Liberias Regierung hat jeder Familie, die Ebola-Opfer zu beklagen hat,
5.000 Dollar versprochen. Die meisten haben nichts bekommen. Die Behörden
verlangen Sterbeurkunden als Nachweis, erzählen die, die es versucht haben.
Damals wurden aber keine ausgestellt, es gab Wichtigeres zu tun.
„Es ist überhaupt nicht klar, wo die Ebola-Hilfsgelder gelandet sind”, sagt
Sylvester Tevez, der Vorsitzende der Aktivistengruppe Organization for
Better Liberia. Er habe die Bücher mancher Organisationen gesehen. Darin
kann man das nicht nachvollziehen, sagt er.

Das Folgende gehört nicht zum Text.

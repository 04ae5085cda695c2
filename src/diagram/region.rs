//! Region polygon assembly
//!
//! Once a site's edges are chained and clipped, the region polygon is built
//! by walking the chain and stitching consecutive clipped endpoints together.
//! Endpoints landing on different sides of the plot rectangle get one or two
//! rectangle corners inserted between them so border regions close properly.

use glam::DVec2;

use crate::diagram::edge::{Edge, Lr};
use crate::geom::{points_coincide, winding, Rect, Winding};

/// Coincidence tolerance when joining clipped endpoints.
const EPSILON: f64 = 0.005;

mod bounds_check {
    use super::{DVec2, Rect};

    pub const TOP: u8 = 1;
    pub const BOTTOM: u8 = 2;
    pub const LEFT: u8 = 4;
    pub const RIGHT: u8 = 8;

    /// Bitmask of the rectangle sides `point` lies exactly on.
    pub fn check(point: DVec2, bounds: &Rect) -> u8 {
        let mut value = 0;
        if point.x == bounds.left() {
            value |= LEFT;
        }
        if point.x == bounds.right() {
            value |= RIGHT;
        }
        if point.y == bounds.top() {
            value |= TOP;
        }
        if point.y == bounds.bottom() {
            value |= BOTTOM;
        }
        value
    }
}

/// Build the clipped region polygon for a chained edge set.
///
/// `edge_ids` and `orientations` come from `reorder_edges`; invisible edges
/// (clipped away entirely) are skipped. The polygon is returned in
/// counterclockwise winding. Returns an empty polygon when no edge survived
/// clipping.
pub fn build_region(
    edge_ids: &[usize],
    orientations: &[Lr],
    edges: &[Edge],
    bounds: &Rect,
) -> Vec<DVec2> {
    let n = edge_ids.len();
    let mut i = 0;
    while i < n && !edges[edge_ids[i]].visible() {
        i += 1;
    }
    if i == n {
        return Vec::new();
    }

    let mut points: Vec<DVec2> = Vec::new();
    let edge = &edges[edge_ids[i]];
    let orientation = orientations[i];
    // clipped_end is Some for every visible edge
    if let (Some(a), Some(b)) = (
        edge.clipped_end(orientation),
        edge.clipped_end(orientation.other()),
    ) {
        points.push(a);
        points.push(b);
    }

    for j in (i + 1)..n {
        if !edges[edge_ids[j]].visible() {
            continue;
        }
        connect(&mut points, j, edge_ids, orientations, edges, bounds, false);
    }
    // Close the polygon back to the first edge, inserting rectangle corners
    // if the loop crosses them.
    connect(&mut points, i, edge_ids, orientations, edges, bounds, true);

    if winding(&points) == Winding::Clockwise {
        points.reverse();
    }
    points
}

#[allow(clippy::too_many_arguments)]
fn connect(
    points: &mut Vec<DVec2>,
    j: usize,
    edge_ids: &[usize],
    orientations: &[Lr],
    edges: &[Edge],
    bounds: &Rect,
    closing_up: bool,
) {
    let right_point = match points.last() {
        Some(p) => *p,
        None => return,
    };
    let new_edge = &edges[edge_ids[j]];
    let new_orientation = orientations[j];
    let new_point = match new_edge.clipped_end(new_orientation) {
        Some(p) => p,
        None => return,
    };

    if !points_coincide(right_point, new_point, EPSILON) {
        // The endpoints were clipped at the bounds. If they sit on different
        // sides, hook them up through the rectangle corner(s) between them.
        if right_point.x != new_point.x && right_point.y != new_point.y {
            let right_check = bounds_check::check(right_point, bounds);
            let new_check = bounds_check::check(new_point, bounds);
            if right_check & bounds_check::RIGHT != 0 {
                let px = bounds.right();
                if new_check & bounds_check::BOTTOM != 0 {
                    points.push(DVec2::new(px, bounds.bottom()));
                } else if new_check & bounds_check::TOP != 0 {
                    points.push(DVec2::new(px, bounds.top()));
                } else if new_check & bounds_check::LEFT != 0 {
                    let py = if right_point.y - bounds.y + new_point.y - bounds.y < bounds.height
                    {
                        bounds.top()
                    } else {
                        bounds.bottom()
                    };
                    points.push(DVec2::new(px, py));
                    points.push(DVec2::new(bounds.left(), py));
                }
            } else if right_check & bounds_check::LEFT != 0 {
                let px = bounds.left();
                if new_check & bounds_check::BOTTOM != 0 {
                    points.push(DVec2::new(px, bounds.bottom()));
                } else if new_check & bounds_check::TOP != 0 {
                    points.push(DVec2::new(px, bounds.top()));
                } else if new_check & bounds_check::RIGHT != 0 {
                    let py = if right_point.y - bounds.y + new_point.y - bounds.y < bounds.height
                    {
                        bounds.top()
                    } else {
                        bounds.bottom()
                    };
                    points.push(DVec2::new(px, py));
                    points.push(DVec2::new(bounds.right(), py));
                }
            } else if right_check & bounds_check::TOP != 0 {
                let py = bounds.top();
                if new_check & bounds_check::RIGHT != 0 {
                    points.push(DVec2::new(bounds.right(), py));
                } else if new_check & bounds_check::LEFT != 0 {
                    points.push(DVec2::new(bounds.left(), py));
                } else if new_check & bounds_check::BOTTOM != 0 {
                    let px = if right_point.x - bounds.x + new_point.x - bounds.x < bounds.width {
                        bounds.left()
                    } else {
                        bounds.right()
                    };
                    points.push(DVec2::new(px, py));
                    points.push(DVec2::new(px, bounds.bottom()));
                }
            } else if right_check & bounds_check::BOTTOM != 0 {
                let py = bounds.bottom();
                if new_check & bounds_check::RIGHT != 0 {
                    points.push(DVec2::new(bounds.right(), py));
                } else if new_check & bounds_check::LEFT != 0 {
                    points.push(DVec2::new(bounds.left(), py));
                } else if new_check & bounds_check::TOP != 0 {
                    let px = if right_point.x - bounds.x + new_point.x - bounds.x < bounds.width {
                        bounds.left()
                    } else {
                        bounds.right()
                    };
                    points.push(DVec2::new(px, py));
                    points.push(DVec2::new(px, bounds.top()));
                }
            }
        }
        if closing_up {
            // The first edge's endpoints are already in the polygon.
            return;
        }
        points.push(new_point);
    }

    if let Some(new_right_point) = new_edge.clipped_end(new_orientation.other()) {
        if !points.is_empty() && !points_coincide(points[0], new_right_point, EPSILON) {
            points.push(new_right_point);
        }
    }
}

#[cfg(test)]
mod tests {
    use super::*;

    #[test]
    fn test_bounds_check_sides() {
        let bounds = Rect::new(0.0, 0.0, 100.0, 100.0);
        assert_eq!(
            bounds_check::check(DVec2::new(0.0, 0.0), &bounds),
            bounds_check::LEFT | bounds_check::TOP
        );
        assert_eq!(
            bounds_check::check(DVec2::new(100.0, 40.0), &bounds),
            bounds_check::RIGHT
        );
        assert_eq!(
            bounds_check::check(DVec2::new(50.0, 100.0), &bounds),
            bounds_check::BOTTOM
        );
        assert_eq!(bounds_check::check(DVec2::new(50.0, 50.0), &bounds), 0);
    }
}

Liberias Antikorruptionsbehörde erklärte im April, 800.000 US-Dollar
Ebola-Hilfsgelder seien spurlos verschwunden, das meiste im
Verteidigungsministerium. Die liberianische Rechnungsprüfbehörde nahm sich
die Ausgaben des National Ebola Trust Fund (NETF) in Höhe von 13 Millionen
US-Dollar vor und erklärte, die Geschäfte des NETF seien „von finanziellen
Unregelmäßigkeiten und unzulänglicher Kontrolle gekennzeichnet”.
Der Schatten von Ebola lastet auf Liberia. Es ist still auf den Straßen.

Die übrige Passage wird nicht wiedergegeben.